コンプレキシンは、神経細胞のつなぎ目(シナプス)で、神経伝達物質の放出のタイミングを制御する小さなタンパク質です。神経伝達物質を包む袋(シナプス小胞)が細胞膜と融合するのを、ふだんは「留め金(クランプ)」として一時停止させ、電気信号が届いてカルシウムが流れ込んだ瞬間に、いっせいに融合させて放出を促進します。膜融合装置であるSNARE複合体に結合して働き、ブレーキとアクセルの両方を兼ねる、発射の司令塔のような存在です。
Q2. コンプレキシンとCPLX1遺伝子はどう違うのですか?
コンプレキシンは、はたらくタンパク質そのものの名前です。CPLX1は、そのタンパク質(コンプレキシン1)を作るための設計図にあたる遺伝子の名前です。ヒトのコンプレキシンにはCPLX1〜CPLX4の4種類があり、それぞれ別の遺伝子から作られます。CPLX1は脳の高速な回路や抑制性の神経細胞に多く、CPLX2は認知や感情の回路のほか、脳の外のホルモン分泌細胞にも見られます。CPLX3とCPLX4は主に網膜で働きます。
Q3. CPLX1遺伝子の変異は、どんな病気を起こしますか?
CPLX1遺伝子の両方のコピーに機能を失う変化(両アレル性の機能喪失変異)があると、生後早い時期から重いてんかん(発達性てんかん性脳症)を起こすことが報告されています。具体的には、著しい発達の遅れや、遊走性ミオクロニーてんかんと呼ばれる難治性のてんかん、筋緊張の低下、運動失調などがみられます。留め金の役割が失われることで、合図のない神経伝達物質の漏れが暴走し、脳の興奮と抑制のバランスが崩れることが原因と考えられています。これは常染色体潜性(劣性)遺伝の形で受け継がれます。
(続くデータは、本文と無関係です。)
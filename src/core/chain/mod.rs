//! Sequential step pipeline with a shared keyed result store.
//!
//! Each step declares the keys it reads (`input_data_key`) and the key its
//! output is stored under (`output_data_key`). Steps run strictly in
//! configured order; a missing input reads as `null`.

mod descriptor;
pub mod steps;

use std::collections::HashMap;
use std::path::Path;

use serde::Serialize;
use serde_json::Value;
use tracing::{info, instrument, warn};

use crate::backend::{BackendError, BackendRegistry};
use crate::core::backup::BackupStore;
use crate::core::remap::RemapError;
use crate::infra::chat_log::ChatLog;
use crate::infra::config::{ConfigError, ForgeConfig};
use crate::infra::console::Console;
use crate::infra::prompt::Prompter;

pub use descriptor::{
    BUILTIN_PIPELINES, Emit, InputKeys, PipelineConfig, StepDescriptor, builtin_pipeline,
};

/// Values produced by earlier steps, by key. Lives for one run.
#[derive(Debug, Default, Clone)]
pub struct ResultStore {
    values: HashMap<String, Value>,
}

impl ResultStore {
    pub fn new() -> Self {
        Self::default()
    }

    pub fn insert(&mut self, key: &str, value: Value) {
        self.values.insert(key.to_string(), value);
    }

    pub fn get(&self, key: &str) -> Option<&Value> {
        self.values.get(key)
    }

    /// Current value of each key in order, `null` when absent.
    pub fn gather(&self, keys: &[&str]) -> Vec<Value> {
        keys.iter()
            .map(|k| self.values.get(*k).cloned().unwrap_or(Value::Null))
            .collect()
    }

    pub fn into_inner(self) -> HashMap<String, Value> {
        self.values
    }
}

/// What a step hands back to the chain.
#[derive(Debug, Clone, PartialEq)]
pub enum StepOutput {
    Value(Value),
    Nothing,
    /// Stop the pipeline without error.
    Halt,
}

#[derive(Debug, thiserror::Error)]
pub enum StepError {
    #[error(transparent)]
    Backend(#[from] BackendError),
    #[error(transparent)]
    Config(#[from] ConfigError),
    #[error(transparent)]
    Remap(#[from] RemapError),
    #[error("{0}")]
    Input(String),
    #[error(transparent)]
    Io(#[from] anyhow::Error),
}

/// A step failure with its position in the pipeline.
#[derive(Debug, thiserror::Error)]
#[error("step {} ({kind}) failed", index + 1)]
pub struct ChainError {
    pub index: usize,
    pub kind: String,
    #[source]
    pub source: StepError,
}

/// Shared collaborators for one run.
pub struct StepEnv<'a> {
    pub project: &'a Path,
    pub config: &'a ForgeConfig,
    pub backends: &'a BackendRegistry,
    pub store: &'a mut BackupStore,
    pub prompter: &'a mut dyn Prompter,
    pub chat_log: ChatLog,
    pub console: Console,
    pub dry_run: bool,
}

impl StepEnv<'_> {
    pub fn run_id(&self) -> &str {
        self.store.run().run_id()
    }
}

/// One executable pipeline stage.
pub trait Step {
    fn kind(&self) -> &'static str;

    fn execute(&mut self, inputs: Vec<Value>, env: &mut StepEnv<'_>) -> Result<StepOutput, StepError>;
}

struct Stage {
    step: Box<dyn Step>,
    input_keys: Vec<String>,
    output_key: Option<String>,
}

/// Result of [`Chain::run`].
#[derive(Debug, Clone, Serialize)]
pub struct RunSummary {
    pub run_id: String,
    pub executed: usize,
    /// Index of the step that halted the run, if any.
    pub halted_at: Option<usize>,
    pub results: HashMap<String, Value>,
}

impl RunSummary {
    pub fn halted(&self) -> bool {
        self.halted_at.is_some()
    }
}

pub struct Chain {
    stages: Vec<Stage>,
    skipped: Vec<String>,
}

impl Chain {
    /// Build executable steps; unknown types are reported and skipped.
    pub fn build(descriptors: &[StepDescriptor], console: &Console) -> Self {
        let mut stages = Vec::new();
        let mut skipped = Vec::new();

        for desc in descriptors {
            match steps::build_step(desc) {
                Some(step) => stages.push(Stage {
                    step,
                    input_keys: desc.input_keys().into_iter().map(str::to_string).collect(),
                    output_key: desc.output_data_key.clone(),
                }),
                None => {
                    warn!(kind = %desc.kind, "unsupported step type");
                    console.warn(format!("Unsupported step type: {}", desc.kind));
                    skipped.push(desc.kind.clone());
                }
            }
        }
        Self { stages, skipped }
    }

    pub fn len(&self) -> usize {
        self.stages.len()
    }

    pub fn is_empty(&self) -> bool {
        self.stages.is_empty()
    }

    /// Step types that were dropped at build time.
    pub fn skipped(&self) -> &[String] {
        &self.skipped
    }

    pub fn kinds(&self) -> Vec<&'static str> {
        self.stages.iter().map(|s| s.step.kind()).collect()
    }

    /// Execute every stage in order against a fresh result store.
    #[instrument(skip_all, fields(run_id = %env.run_id(), steps = self.stages.len()))]
    pub fn run(&mut self, env: &mut StepEnv<'_>) -> Result<RunSummary, ChainError> {
        let mut store = ResultStore::new();
        let mut executed = 0;
        let mut halted_at = None;

        for (index, stage) in self.stages.iter_mut().enumerate() {
            let keys: Vec<&str> = stage.input_keys.iter().map(String::as_str).collect();
            let inputs = store.gather(&keys);
            info!(index, kind = stage.step.kind(), "running step");

            let output = stage
                .step
                .execute(inputs, env)
                .map_err(|source| ChainError {
                    index,
                    kind: stage.step.kind().to_string(),
                    source,
                })?;
            executed += 1;

            match output {
                StepOutput::Value(value) => {
                    if let Some(key) = &stage.output_key {
                        store.insert(key, value);
                    }
                }
                StepOutput::Nothing => {}
                StepOutput::Halt => {
                    info!(index, "pipeline halted");
                    halted_at = Some(index);
                    break;
                }
            }
        }

        Ok(RunSummary {
            run_id: env.run_id().to_string(),
            executed,
            halted_at,
            results: store.into_inner(),
        })
    }
}
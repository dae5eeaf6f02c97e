//! Small filesystem helpers shared by the applier, reverter and ledgers.

use anyhow::{Context, Result};
use std::{
    fs,
    io::Write,
    path::{Path, PathBuf},
};

/// Atomic write with robust temp file strategy
pub fn write_atomic(path: &Path, data: &[u8]) -> Result<()> {
    // Prefer same-dir tempfile; fall back to OS temp on EPERM/ENOENT
    let dir = match path.parent() {
        Some(p) if !p.as_os_str().is_empty() => p,
        _ => Path::new("."),
    };

    // Preserve original permissions when the target already exists
    let perms = fs::metadata(path).map(|m| m.permissions()).ok();

    let tmp = match tempfile::NamedTempFile::new_in(dir) {
        Ok(t) => t,
        Err(_) => tempfile::NamedTempFile::new()?, // fallback to /tmp
    };

    let mut file = tmp.as_file();
    file.write_all(data)?;
    file.sync_all()?;

    if let Some(perms) = perms {
        fs::set_permissions(tmp.path(), perms).context("set temp permissions")?;
    }

    // Atomically replace the destination
    if let Err(e) = tmp.persist(path) {
        // Different filesystem? Try copy fallback
        fs::copy(e.file.path(), path)
            .with_context(|| format!("copy fallback into {}", path.display()))?;
    }

    Ok(())
}

/// Resolve `path` against `root` unless it is already absolute.
pub fn resolve_under(root: &Path, path: &Path) -> PathBuf {
    if path.is_absolute() {
        path.to_path_buf()
    } else {
        root.join(path)
    }
}

/// Expand `~` and `$VAR` in a user-supplied path; unknown variables are left as written.
pub fn expand_path(raw: &str) -> PathBuf {
    match shellexpand::full(raw) {
        Ok(expanded) => PathBuf::from(expanded.as_ref()),
        Err(_) => PathBuf::from(shellexpand::tilde(raw).as_ref()),
    }
}

/// Create the parent directory of `path` if it is missing.
pub fn ensure_parent(path: &Path) -> Result<()> {
    if let Some(parent) = path.parent()
        && !parent.as_os_str().is_empty()
    {
        fs::create_dir_all(parent)
            .with_context(|| format!("create parent dir: {}", parent.display()))?;
    }
    Ok(())
}
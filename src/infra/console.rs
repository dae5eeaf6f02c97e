//! User-facing status lines with a category marker.
//!
//! Diagnostics go to stderr, results to stdout. `--quiet` silences info and
//! success lines but never warnings or errors.

use owo_colors::OwoColorize;

use crate::cli::AppContext;

#[derive(Debug, Clone, Copy, PartialEq, Eq)]
pub enum Level {
    Info,
    Success,
    Warning,
    Error,
}

impl Level {
    fn marker(self) -> &'static str {
        match self {
            Level::Info => "[info]",
            Level::Success => "[ok]",
            Level::Warning => "[warn]",
            Level::Error => "[error]",
        }
    }
}

#[derive(Debug, Clone, Copy, Default)]
pub struct Console {
    quiet: bool,
    no_color: bool,
}

impl Console {
    pub fn new(quiet: bool, no_color: bool) -> Self {
        Self { quiet, no_color }
    }

    pub fn from_ctx(ctx: &AppContext) -> Self {
        Self::new(ctx.quiet, ctx.no_color)
    }

    pub fn info(&self, msg: impl AsRef<str>) {
        self.emit(Level::Info, msg.as_ref());
    }

    pub fn success(&self, msg: impl AsRef<str>) {
        self.emit(Level::Success, msg.as_ref());
    }

    pub fn warn(&self, msg: impl AsRef<str>) {
        self.emit(Level::Warning, msg.as_ref());
    }

    pub fn error(&self, msg: impl AsRef<str>) {
        self.emit(Level::Error, msg.as_ref());
    }

    /// Print a raw block (model replies, listings) to stdout.
    pub fn block(&self, text: impl AsRef<str>) {
        if !self.quiet {
            println!("{}", text.as_ref());
        }
    }

    fn emit(&self, level: Level, msg: &str) {
        if self.quiet && matches!(level, Level::Info | Level::Success) {
            return;
        }
        let line = format!("{} {}", self.paint(level), msg);
        match level {
            Level::Info | Level::Success => println!("{line}"),
            Level::Warning | Level::Error => eprintln!("{line}"),
        }
    }

    fn paint(&self, level: Level) -> String {
        let marker = level.marker();
        if self.no_color {
            return marker.to_string();
        }
        match level {
            Level::Info => marker.cyan().to_string(),
            Level::Success => marker.green().to_string(),
            Level::Warning => marker.yellow().to_string(),
            Level::Error => marker.red().bold().to_string(),
        }
    }
}
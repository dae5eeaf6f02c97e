use clap::Parser;
use forgeup::app::{self, AppError};
use forgeup::backend::BackendRegistry;
use forgeup::cli::{AppContext, Cli, Commands};
use forgeup::infra::console::Console;
use forgeup::infra::prompt::StdinPrompter;

/// Logs go to stderr; `FORGEUP_LOG` takes an `EnvFilter` directive, default `warn`.
fn init_tracing(ctx: &AppContext) {
    use tracing_subscriber::{EnvFilter, fmt::time::ChronoLocal, prelude::*};

    let filter = EnvFilter::try_from_env("FORGEUP_LOG").unwrap_or_else(|_| EnvFilter::new("warn"));
    let fmt_layer = tracing_subscriber::fmt::layer()
        .with_writer(std::io::stderr)
        .with_timer(ChronoLocal::rfc_3339())
        .with_ansi(!ctx.no_color);

    if let Err(err) = tracing_subscriber::registry()
        .with(filter)
        .with(fmt_layer)
        .try_init()
    {
        eprintln!("tracing already initialized: {err}");
    }
}

fn main() {
    let cli = Cli::parse();

    // Build a context once, pass everywhere
    let ctx = AppContext {
        quiet: cli.quiet,
        no_color: cli.no_color,
        dry_run: cli.dry_run,
    };
    init_tracing(&ctx);
    let console = Console::from_ctx(&ctx);
    let mut prompter = StdinPrompter;

    let result: Result<(), AppError> = match cli.command {
        Commands::Run(args) => {
            app::run_pipeline(&args, &ctx, &BackendRegistry::builtin(), &mut prompter).map(|_| ())
        }
        Commands::Revert(args) => app::revert(&args, &ctx, &mut prompter).map(|_| ()),
        Commands::Parse(args) => app::parse(&args, &ctx, &mut std::io::stdout()).map(|_| ()),
        Commands::Init(args) => forgeup::infra::config::init(args, &ctx).map_err(AppError::from),
        Commands::Completions(args) => {
            forgeup::completion::run(args, &ctx).map_err(AppError::from)
        }
    };

    app::finish_with_exit(result, &console);
}
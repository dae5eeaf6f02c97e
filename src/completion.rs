//! `fup completions`: shell scripts generated from the clap command tree.

use anyhow::{Context, Result};
use clap::CommandFactory;
use clap_complete::{Shell, generate, generate_to};
use std::fs;
use std::io::{self, Write};
use std::path::PathBuf;

use crate::cli::{AppContext, Cli, CompletionsArgs};
use crate::infra::config::ForgeConfig;
use crate::infra::console::Console;

const BIN_NAME: &str = "fup";

/// Write the completion script for `shell` to `out`.
pub fn render(shell: Shell, out: &mut dyn Write) {
    generate(shell, &mut Cli::command(), BIN_NAME, out);
}

/// Scripts sit next to the rest of the tool state unless `--out-dir` is given.
fn default_dir() -> PathBuf {
    ForgeConfig::default().build_dir.join("completions")
}

pub fn run(args: CompletionsArgs, ctx: &AppContext) -> Result<()> {
    if args.stdout {
        render(args.shell, &mut io::stdout().lock());
        return Ok(());
    }

    let dir = args.out_dir.unwrap_or_else(default_dir);
    fs::create_dir_all(&dir).with_context(|| format!("create {}", dir.display()))?;
    let path = generate_to(args.shell, &mut Cli::command(), BIN_NAME, &dir)
        .with_context(|| format!("write {} completion into {}", args.shell, dir.display()))?;

    Console::from_ctx(ctx).success(format!("Wrote {} completion to {}", args.shell, path.display()));
    Ok(())
}
//! **forgeup** - Prompt-to-file-edit pipeline for LLM-assisted development
//!
//! Sends prompts to a configurable chat backend, parses the files written
//! back in the reply and applies them with a reversible backup trail.

/// Command-line interface with clap integration
pub mod cli;

/// Shell completion generation
pub mod completion;

/// Command handlers and exit-code mapping
pub mod app;

/// Core pipeline - parsing, applying and undoing file edits
pub mod core {
    /// Line scanner turning model replies into whole-file edit records
    pub mod parser;
    pub use parser::{EditRecord, ParseDiagnostic, ParsedResponse, parse_response};

    /// Run-scoped backups with a JSON ledger
    pub mod backup;
    pub use backup::{BackupEntry, BackupStore, RunContext};

    /// Backup-then-overwrite application of edit records
    pub mod apply;
    pub use apply::{ApplyOutcome, ApplyReport, FileApplier};

    /// Interactive restore of the latest run's backups
    pub mod revert;
    pub use revert::{RevertOutcome, Reverter};

    /// Dotted-path value rewriting
    pub mod remap;

    /// Configured step sequence over a shared result store
    pub mod chain;
    pub use chain::{Chain, RunSummary, StepDescriptor};
}

/// Chat backends behind a uniform trait
pub mod backend;

/// Infrastructure - Configuration, console output and file plumbing
pub mod infra {
    /// Layered project configuration and pipeline lookup
    pub mod config;
    pub use config::{ForgeConfig, load_config, load_pipeline};

    /// Marker-prefixed status output
    pub mod console;
    pub use console::Console;

    /// Operator prompts (stdin or scripted)
    pub mod prompt;
    pub use prompt::{Prompter, ScriptedPrompter, StdinPrompter};

    /// JSONL transcript of chat exchanges
    pub mod chat_log;

    /// Atomic writes and path helpers
    pub mod fsutil;
}

// Strategic re-exports for clean CLI interface
pub use backend::{Backend, BackendRegistry};
pub use cli::{AppContext, Cli, Commands};
pub use crate::core::{BackupStore, Chain, EditRecord, RunContext, parse_response};
pub use infra::{ForgeConfig, load_config};
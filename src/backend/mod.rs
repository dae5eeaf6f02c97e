//! Backend adapter contract and the static registry of known backends.
//!
//! The chat step only ever sees `dyn Backend`. Concrete adapters map the
//! uniform request into a provider wire call and back.

pub mod ollama;
pub mod openai;

use indexmap::IndexMap;
use serde::{Deserialize, Serialize};

pub use ollama::OllamaBackend;
pub use openai::{OpenAiBackend, OpenAiFlavor};

/// System and optional assistant-priming text for a chat.
#[derive(Debug, Clone, Default, PartialEq, Eq, Serialize, Deserialize)]
pub struct RoleConfig {
    #[serde(default)]
    pub developer_message: String,
    #[serde(default)]
    pub assistant_message: Option<String>,
}

impl RoleConfig {
    pub fn new(developer_message: impl Into<String>) -> Self {
        Self {
            developer_message: developer_message.into(),
            assistant_message: None,
        }
    }

    /// Copy of this role with `context` appended to the developer message.
    pub fn with_context(&self, context: &str) -> Self {
        let mut role = self.clone();
        if !context.trim().is_empty() {
            role.developer_message
                .push_str("\n\nHere are some relevant code files:\n\n");
            role.developer_message.push_str(context);
        }
        role
    }
}

#[derive(Debug, Clone, PartialEq, Eq, Serialize, Deserialize)]
pub struct ChatMessage {
    pub role: String,
    pub content: String,
}

impl ChatMessage {
    pub fn new(role: &str, content: impl Into<String>) -> Self {
        Self {
            role: role.to_string(),
            content: content.into(),
        }
    }
}

/// Build the message list: system, optional assistant priming, user.
pub fn construct_messages(role: &RoleConfig, user_message: &str, priming: bool) -> Vec<ChatMessage> {
    let mut messages = vec![ChatMessage::new("system", role.developer_message.clone())];
    if priming
        && let Some(assistant) = role.assistant_message.as_deref()
        && !assistant.is_empty()
    {
        messages.push(ChatMessage::new("assistant", assistant));
    }
    messages.push(ChatMessage::new("user", user_message));
    messages
}

/// What was sent.
#[derive(Debug, Clone, PartialEq, Eq, Serialize, Deserialize)]
pub struct ChatRequest {
    pub model: String,
    pub messages: Vec<ChatMessage>,
}

/// Token accounting; providers may omit any field.
#[derive(Debug, Clone, Copy, Default, PartialEq, Eq, Serialize, Deserialize)]
pub struct TokenUsage {
    pub prompt_tokens: Option<u64>,
    pub completion_tokens: Option<u64>,
    pub total_tokens: Option<u64>,
}

impl std::fmt::Display for TokenUsage {
    fn fmt(&self, f: &mut std::fmt::Formatter<'_>) -> std::fmt::Result {
        fn show(v: Option<u64>) -> String {
            v.map_or_else(|| "n/a".to_string(), |n| n.to_string())
        }
        write!(
            f,
            "Prompt: {}, Completion: {}, Total: {}",
            show(self.prompt_tokens),
            show(self.completion_tokens),
            show(self.total_tokens)
        )
    }
}

/// What came back.
#[derive(Debug, Clone, PartialEq, Eq, Serialize, Deserialize)]
pub struct ChatResponse {
    pub response: String,
    pub usage: TokenUsage,
}

/// Full record of one chat call.
#[derive(Debug, Clone, PartialEq, Eq, Serialize)]
pub struct ChatExchange {
    pub request: ChatRequest,
    pub response: ChatResponse,
    pub reply: String,
}

impl ChatExchange {
    pub fn new(request: ChatRequest, reply: String, usage: TokenUsage) -> Self {
        Self {
            request,
            response: ChatResponse {
                response: reply.clone(),
                usage,
            },
            reply,
        }
    }
}

#[derive(Debug, thiserror::Error)]
pub enum BackendError {
    #[error("unknown backend '{name}' (known: {known})")]
    Unknown { name: String, known: String },
    #[error("backend '{backend}' is misconfigured: {reason}")]
    Config { backend: String, reason: String },
    #[error("request to {backend} failed: {source}")]
    Http {
        backend: String,
        #[source]
        source: reqwest::Error,
    },
    #[error("{backend} returned HTTP {status}: {body}")]
    Status {
        backend: String,
        status: u16,
        body: String,
    },
    #[error("unexpected response from {backend}: {reason}")]
    Malformed { backend: String, reason: String },
}

/// Uniform chat-completion capability.
pub trait Backend {
    /// Stable lowercase identifier used for logging and selection.
    fn name(&self) -> &str;

    /// Model identifier requests are sent with.
    fn model(&self) -> &str;

    fn complete_chat(
        &self,
        role: &RoleConfig,
        user_message: &str,
    ) -> Result<ChatExchange, BackendError>;
}

/// Everything a constructor may need from configuration.
#[derive(Debug, Clone, Default, PartialEq, Eq)]
pub struct BackendSettings {
    pub model: String,
    pub base_url: Option<String>,
    pub api_key: Option<String>,
    pub max_tokens: Option<u32>,
    pub timeout_secs: Option<u64>,
}

pub type BackendCtor =
    Box<dyn Fn(&BackendSettings) -> Result<Box<dyn Backend>, BackendError>>;

type BuiltinCtor = fn(&BackendSettings) -> Result<Box<dyn Backend>, BackendError>;

/// Known backends, in display order.
const BUILTIN: &[(&str, BuiltinCtor)] = &[
    ("openai", |s| OpenAiBackend::boxed(OpenAiFlavor::OpenAi, s)),
    ("deepseek", |s| OpenAiBackend::boxed(OpenAiFlavor::DeepSeek, s)),
    ("fireworks", |s| OpenAiBackend::boxed(OpenAiFlavor::Fireworks, s)),
    ("gateway", |s| OpenAiBackend::boxed(OpenAiFlavor::Gateway, s)),
    ("ollama", |s| OllamaBackend::boxed(s)),
];

/// Name → constructor table.
pub struct BackendRegistry {
    ctors: IndexMap<String, BackendCtor>,
}

impl BackendRegistry {
    /// Empty registry (tests register what they need).
    pub fn empty() -> Self {
        Self {
            ctors: IndexMap::new(),
        }
    }

    /// Registry with every built-in adapter.
    pub fn builtin() -> Self {
        let mut reg = Self::empty();
        for (name, ctor) in BUILTIN {
            reg.ctors.insert((*name).to_string(), Box::new(*ctor));
        }
        reg
    }

    /// Add or replace a constructor; names are matched case-insensitively.
    pub fn register<F>(&mut self, name: &str, ctor: F)
    where
        F: Fn(&BackendSettings) -> Result<Box<dyn Backend>, BackendError> + 'static,
    {
        self.ctors.insert(name.to_ascii_lowercase(), Box::new(ctor));
    }

    pub fn names(&self) -> Vec<&str> {
        self.ctors.keys().map(String::as_str).collect()
    }

    pub fn contains(&self, name: &str) -> bool {
        self.ctors.contains_key(&name.to_ascii_lowercase())
    }

    pub fn create(
        &self,
        name: &str,
        settings: &BackendSettings,
    ) -> Result<Box<dyn Backend>, BackendError> {
        let ctor = self
            .ctors
            .get(&name.to_ascii_lowercase())
            .ok_or_else(|| BackendError::Unknown {
                name: name.to_string(),
                known: self.names().join(", "),
            })?;
        ctor(settings)
    }
}

impl Default for BackendRegistry {
    fn default() -> Self {
        Self::builtin()
    }
}
// Module name shadows the `serde` crate; use `::serde` for the external crate.
use ::serde::Serializer;
use chrono::{DateTime, SecondsFormat, Utc};

/// Serialize `DateTime<Utc>` as RFC 3339 with millisecond precision and `Z`.
pub fn to_rfc3339_ms<S>(dt: &DateTime<Utc>, s: S) -> Result<S::Ok, S::Error>
where
    S: Serializer,
{
    s.serialize_str(&format_rfc3339_ms(dt))
}

pub fn format_rfc3339_ms(dt: &DateTime<Utc>) -> String {
    dt.to_rfc3339_opts(SecondsFormat::Millis, true)
}
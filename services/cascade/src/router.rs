use axum::{
    Router,
    routing::{get, post},
};

use fitfusion_core::middleware::{propagate_request_id_layer, request_id_layer, trace_layer};

use crate::domain::repository::{IdentityGateway, StoreGateway};
use crate::handlers::{
    analytics::get_trainer_analytics,
    client::delete_client,
    health::{healthz, readyz},
};
use crate::state::AppState;

pub fn build_router<S: StoreGateway, I: IdentityGateway>(state: AppState<S, I>) -> Router {
    Router::new()
        // Health
        .route("/healthz", get(healthz))
        .route("/readyz", get(readyz::<S, I>))
        // Clients
        .route("/clients/delete", post(delete_client::<S, I>))
        // Trainers
        .route("/trainers/@me/analytics", get(get_trainer_analytics::<S, I>))
        .layer(propagate_request_id_layer())
        .layer(trace_layer())
        .layer(request_id_layer())
        .with_state(state)
}
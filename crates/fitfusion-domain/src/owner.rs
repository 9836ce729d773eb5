//! Owner account types.

use std::fmt;
use std::str::FromStr;

use serde::{Deserialize, Serialize};

/// Account role stored on the `users/{id}` document.
///
/// Wire format: lowercase string (`"trainer"`, `"client"`).
#[derive(Debug, Clone, Copy, PartialEq, Eq, Serialize, Deserialize)]
#[serde(rename_all = "lowercase")]
pub enum OwnerRole {
    Trainer,
    Client,
}

impl OwnerRole {
    pub fn as_str(self) -> &'static str {
        match self {
            Self::Trainer => "trainer",
            Self::Client => "client",
        }
    }
}

impl fmt::Display for OwnerRole {
    fn fmt(&self, f: &mut fmt::Formatter<'_>) -> fmt::Result {
        f.write_str(self.as_str())
    }
}

#[derive(Debug, Clone, PartialEq, Eq, thiserror::Error)]
#[error("unknown owner role: {0}")]
pub struct UnknownRoleError(pub String);

impl FromStr for OwnerRole {
    type Err = UnknownRoleError;

    fn from_str(s: &str) -> Result<Self, Self::Err> {
        match s {
            "trainer" => Ok(Self::Trainer),
            "client" => Ok(Self::Client),
            other => Err(UnknownRoleError(other.to_owned())),
        }
    }
}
Q4. コンプレキシンは統合失調症とも関係がありますか?
関係が報告されています。統合失調症の患者さんの死後脳では、コンプレキシンを含むSNARE関連タンパク質複合体の構成や相互作用に変化が報告されています。文献[10]では、組織全体のCPLX1・CPLX2タンパク質量そのものに明確な差が示されたわけではありませんが、高分子量のSNARE関連複合体の増加が観察されています。こうした所見はシナプス機能異常の一端を示すものですが、コンプレキシンの変化だけで統合失調症が決まるわけではありません。
Q5. コンプレキシンを標的にした治療薬はありますか?
現時点では、コンプレキシンそのものを標的にした確立した治療法はありません。異常な巨大SNARE複合体を分解する技術や、SNARE複合体の安定性を調節する低分子化合物の開発などが研究段階で検討されていますが、いずれもまだ基礎研究の段階です。重いてんかんや発達の遅れの診断には、CPLX1を含むてんかん関連遺伝子のパネル検査が用いられます。治療や検査の判断については、必ず主治医や専門の医療機関にご相談ください。